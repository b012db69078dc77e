//! Termination-reason classification
//!
//! Maps the host's integer termination-reason codes to the fixed English
//! labels used in summary reports and serialized records. The mapping is
//! total: codes outside the known set yield a synthesized `Unknown (<code>)`
//! label rather than an error, so classification can never fail.

use std::fmt;

use serde::{Deserialize, Serialize};

/// Termination reasons reported by the host process-history facility
///
/// Discriminants match the host's raw code values, so a known code
/// round-trips through [`ExitReason::from_code`] and [`ExitReason::code`].
#[derive(Debug, Clone, Copy, PartialEq, Eq, Hash, Serialize, Deserialize)]
#[serde(rename_all = "snake_case")]
#[repr(i32)]
pub enum ExitReason {
    /// Reason could not be determined
    Unknown = 0,
    /// Process exited of its own accord
    ExitSelf = 1,
    /// Process was killed by an OS signal
    Signaled = 2,
    /// Process was reclaimed by the low-memory killer
    LowMemory = 3,
    /// Unhandled exception in managed code
    Crash = 4,
    /// Native crash (e.g. SIGSEGV, SIGABRT)
    CrashNative = 5,
    /// Application was not responding
    Anr = 6,
    /// Process failed during initialization
    InitializationFailure = 7,
    /// A runtime permission of the package changed
    PermissionChange = 8,
    /// Process exceeded its resource budget
    ExcessiveResourceUsage = 9,
    /// The user asked for the process to stop
    UserRequested = 10,
    /// The user force-stopped the owning package
    UserStopped = 11,
    /// A process this one depended on died
    DependencyDied = 12,
    /// Terminated for a reason the host does not further classify
    Other = 13,
}

impl ExitReason {
    /// All defined reasons, in code order
    pub const ALL: [ExitReason; 14] = [
        ExitReason::Unknown,
        ExitReason::ExitSelf,
        ExitReason::Signaled,
        ExitReason::LowMemory,
        ExitReason::Crash,
        ExitReason::CrashNative,
        ExitReason::Anr,
        ExitReason::InitializationFailure,
        ExitReason::PermissionChange,
        ExitReason::ExcessiveResourceUsage,
        ExitReason::UserRequested,
        ExitReason::UserStopped,
        ExitReason::DependencyDied,
        ExitReason::Other,
    ];

    /// Maps a raw host code to a defined reason, if there is one
    #[must_use]
    pub fn from_code(code: i32) -> Option<ExitReason> {
        match code {
            0 => Some(ExitReason::Unknown),
            1 => Some(ExitReason::ExitSelf),
            2 => Some(ExitReason::Signaled),
            3 => Some(ExitReason::LowMemory),
            4 => Some(ExitReason::Crash),
            5 => Some(ExitReason::CrashNative),
            6 => Some(ExitReason::Anr),
            7 => Some(ExitReason::InitializationFailure),
            8 => Some(ExitReason::PermissionChange),
            9 => Some(ExitReason::ExcessiveResourceUsage),
            10 => Some(ExitReason::UserRequested),
            11 => Some(ExitReason::UserStopped),
            12 => Some(ExitReason::DependencyDied),
            13 => Some(ExitReason::Other),
            _ => None,
        }
    }

    /// Returns the raw host code for this reason
    #[must_use]
    pub const fn code(self) -> i32 {
        self as i32
    }

    /// Returns the fixed English label for this reason
    #[must_use]
    pub const fn label(self) -> &'static str {
        match self {
            ExitReason::Unknown => "Unknown",
            ExitReason::ExitSelf => "Exit Self",
            ExitReason::Signaled => "Signaled",
            ExitReason::LowMemory => "Low Memory",
            ExitReason::Crash => "Crash (Java)",
            ExitReason::CrashNative => "Crash (Native)",
            ExitReason::Anr => "ANR",
            ExitReason::InitializationFailure => "Initialization Failure",
            ExitReason::PermissionChange => "Permission Change",
            ExitReason::ExcessiveResourceUsage => "Excessive Resource Usage",
            ExitReason::UserRequested => "User Requested",
            ExitReason::UserStopped => "User Stopped",
            ExitReason::DependencyDied => "Dependency Died",
            ExitReason::Other => "Other",
        }
    }
}

impl fmt::Display for ExitReason {
    fn fmt(&self, f: &mut fmt::Formatter<'_>) -> fmt::Result {
        write!(f, "{}", self.label())
    }
}

/// Returns the human-readable label for any raw reason code
///
/// Total function: defined codes map to their fixed label, anything else
/// yields `Unknown (<code>)`. Every label in the system is derived through
/// this function so that records and reports can never disagree.
#[must_use]
pub fn reason_label(code: i32) -> String {
    match ExitReason::from_code(code) {
        Some(reason) => reason.label().to_string(),
        None => format!("Unknown ({code})"),
    }
}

═══

Starting at the line above that contains "a known code", write out each line exactly until the line that contains "not be determined" has been written, and stop there.

▶ ANSWER BOX:
/// Discriminants match the host's raw code values, so a known code
/// round-trips through [`ExitReason::from_code`] and [`ExitReason::code`].
#[derive(Debug, Clone, Copy, PartialEq, Eq, Hash, Serialize, Deserialize)]
#[serde(rename_all = "snake_case")]
#[repr(i32)]
pub enum ExitReason {
    /// Reason could not be determined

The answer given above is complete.